Simple ways to boost your network performance

In simple terms, Data Augmentation is simply creating fake data. You use the data in the existing train set to create variations of it. This does two things —
- Increases the size of your training set
- Regularizes your network
The book Deep Learningdefines regularization as any method that modifies the learning algorithm in a way that is intended to reduce the generalization error but not the training error. In this article, we talk about one of the many methods to regularize a network — data augmentation. Specifically in images.
We use CIFAR-10, a standard dataset used for benchmarking network performance. We use is a ResNet like CNN architecture. PyTorch provides pre-trained ResNet on the ImageNet dataset (224 by 224 pixels). Since CIFAR-10 has 32 by 32 pixels images, we implement our ResNet from scratch. We will discuss the model, the dataset, augmentation approaches, results and finally the code. You may conveniently skip any part you’re not interested in.
The Dataset — CIFAR-10
CIFAR (Canadian Institute For Advanced Research) has prepared a dataset of 10 classes — Airplane, Automobile, Cat, Deer, Dog, Frog, Horse, Ship, Truck and Bird. The images are 32*32 pixels in size. The training set consists of 50000 images, with 5000 of each class. The test set consists of 10000 images with 1000 for each class. In our experiment, we use the train set, augment it and then calculate accuracy and loss on the validation (or test) set.
Model — ResNet (Residual Networks)
Modern Computer Vision applications heavily use established architectures like VGG, ResNet, Inception, etc.
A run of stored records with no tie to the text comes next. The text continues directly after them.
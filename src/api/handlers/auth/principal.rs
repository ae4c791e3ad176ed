//! Request principal derived from the session cookie.

use axum::http::{HeaderMap, StatusCode};
use sqlx::PgPool;
use tracing::error;
use uuid::Uuid;

use super::session::extract_session_token;
use super::storage::{PgSessionStore, SessionRecord, SessionStore};
use super::utils::hash_session_token;

/// Who is making the request, decided once per request from the cookie or
/// bearer token. Handlers match on this instead of re-reading headers.
#[derive(Debug, Clone)]
pub(crate) enum Principal {
    Authenticated { user_id: Uuid, email: String },
    Anonymous,
}

impl Principal {
    /// Resolve the principal for a request. Missing or invalid cookies are
    /// `Anonymous`, never an error, so public endpoints stay reachable.
    pub(crate) async fn resolve(headers: &HeaderMap, pool: &PgPool) -> Result<Self, StatusCode> {
        let Some(token) = extract_session_token(headers) else {
            return Ok(Self::Anonymous);
        };
        let token_hash = hash_session_token(&token);
        match PgSessionStore::new(pool.clone()).lookup(&token_hash).await {
            Ok(Some(SessionRecord { user_id, email })) => {
                Ok(Self::Authenticated { user_id, email })
            }
            Ok(None) => Ok(Self::Anonymous),
            Err(err) => {
                error!("Failed to lookup session: {err}");
                Err(StatusCode::INTERNAL_SERVER_ERROR)
            }
        }
    }
}
//! Storage collaborators consumed by the authentication flows.
//!
//! Three seams: durable identities (`UserStore`), durable passkey credentials
//! (`CredentialStore`), and a short-lived key-value store with per-key expiry
//! (`KeyValueStore`) used for webauthn challenges and one-time codes.
//!
//! `pg` holds the Postgres implementations used by the server; `memory` holds
//! in-process stubs for local development and tests.

pub mod memory;
pub mod pg;

use anyhow::Result;
use chrono::{DateTime, Utc};
use std::future::Future;
use std::time::Duration;
use uuid::Uuid;

pub use memory::{MemoryCredentialStore, MemoryKv, MemoryUserStore};
pub use pg::{PgCredentialStore, PgKv, PgUserStore};

/// A registered principal, keyed by a unique email.
#[derive(Debug, Clone, PartialEq, Eq)]
pub struct User {
    pub id: Uuid,
    pub email: String,
    pub created_at: DateTime<Utc>,
}

/// One registered authenticator bound to a user.
///
/// `public_key` holds the uncompressed SEC1 point extracted from the COSE key
/// at registration time. `sign_count` is the authenticator-maintained usage
/// counter and must never decrease across updates.
#[derive(Debug, Clone)]
pub struct Credential {
    pub credential_id: Vec<u8>,
    pub user_id: Uuid,
    pub public_key: Vec<u8>,
    pub sign_count: i64,
    pub transports: Option<Vec<String>>,
    pub created_at: DateTime<Utc>,
    pub last_used_at: Option<DateTime<Utc>>,
}

/// Identity lookup and creation keyed by email.
pub trait UserStore: Send + Sync {
    /// Find a user by email, creating it on first contact.
    /// Returns the user and whether it was created by this call.
    fn find_or_create(&self, email: &str) -> impl Future<Output = Result<(User, bool)>> + Send;

    /// Find a user by email without side effects.
    fn find_by_email(&self, email: &str) -> impl Future<Output = Result<Option<User>>> + Send;
}

/// Durable credential records keyed by owner and by credential id.
pub trait CredentialStore: Send + Sync {
    fn list_by_owner(&self, user_id: Uuid)
    -> impl Future<Output = Result<Vec<Credential>>> + Send;

    fn find_by_credential_id(
        &self,
        credential_id: &[u8],
    ) -> impl Future<Output = Result<Option<Credential>>> + Send;

    fn insert(&self, credential: &Credential) -> impl Future<Output = Result<()>> + Send;

    /// Persist a new signature counter for the credential and stamp its last
    /// use. Implementations must never let the stored counter go backwards.
    fn update_counter(
        &self,
        credential_id: &[u8],
        sign_count: i64,
    ) -> impl Future<Output = Result<()>> + Send;
}

/// Short-lived key-value storage with per-key expiry.
///
/// `get_and_delete` must be atomic: two concurrent callers for the same key
/// must not both observe the value.
pub trait KeyValueStore: Send + Sync {
    /// Store a value under `key`, overwriting any prior value and resetting
    /// the expiry to `ttl` from now.
    fn set(
        &self,
        key: &str,
        value: &[u8],
        ttl: Duration,
    ) -> impl Future<Output = Result<()>> + Send;

    /// Retrieve and delete the value in one step. Returns `None` when the key
    /// is absent or expired.
    fn get_and_delete(&self, key: &str) -> impl Future<Output = Result<Option<Vec<u8>>>> + Send;

    /// Compare-and-delete in one step: remove the key and return `true` only
    /// when a live value byte-equal to `expected` is present. A mismatch or a
    /// missing/expired key leaves the store untouched. Atomic for the same
    /// reason as `get_and_delete`: two concurrent callers must not both
    /// consume the value.
    fn consume_if_eq(
        &self,
        key: &str,
        expected: &[u8],
    ) -> impl Future<Output = Result<bool>> + Send;

    /// Read without consuming. Returns `None` when absent or expired.
    fn get(&self, key: &str) -> impl Future<Output = Result<Option<Vec<u8>>>> + Send;
}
These models have produced good results on a wide range of Computer Vision tasks. As mentioned previously, PyTorch provides these models which are trained on the Imagenet classification dataset. For CIFAR-10, we have built our own ResNet like architecture.
Residual Blocks
The authors of ResNet built this model to solve an important problem in training deep neural nets — Very deep neural nets are hard to train. There’s a misconception that stacking more layers improves the performance of a network. It was found that over numerous epochs, a 56-layer network gave higher train and test error rate than a 20-layer network on the CIFAR-10 dataset (Fig. 1). The authors argue that such a poor performance is not due to vanishing/exploding gradients since they have been resolved by adding normalization (references — [9, 23, 13, 37] from the paper). The reason is that deeper networks are hard to optimize.

Introducing residual blocks is a novel way to make the training of a deeper model easier. Consider two consecutive layers as shown in the figure below.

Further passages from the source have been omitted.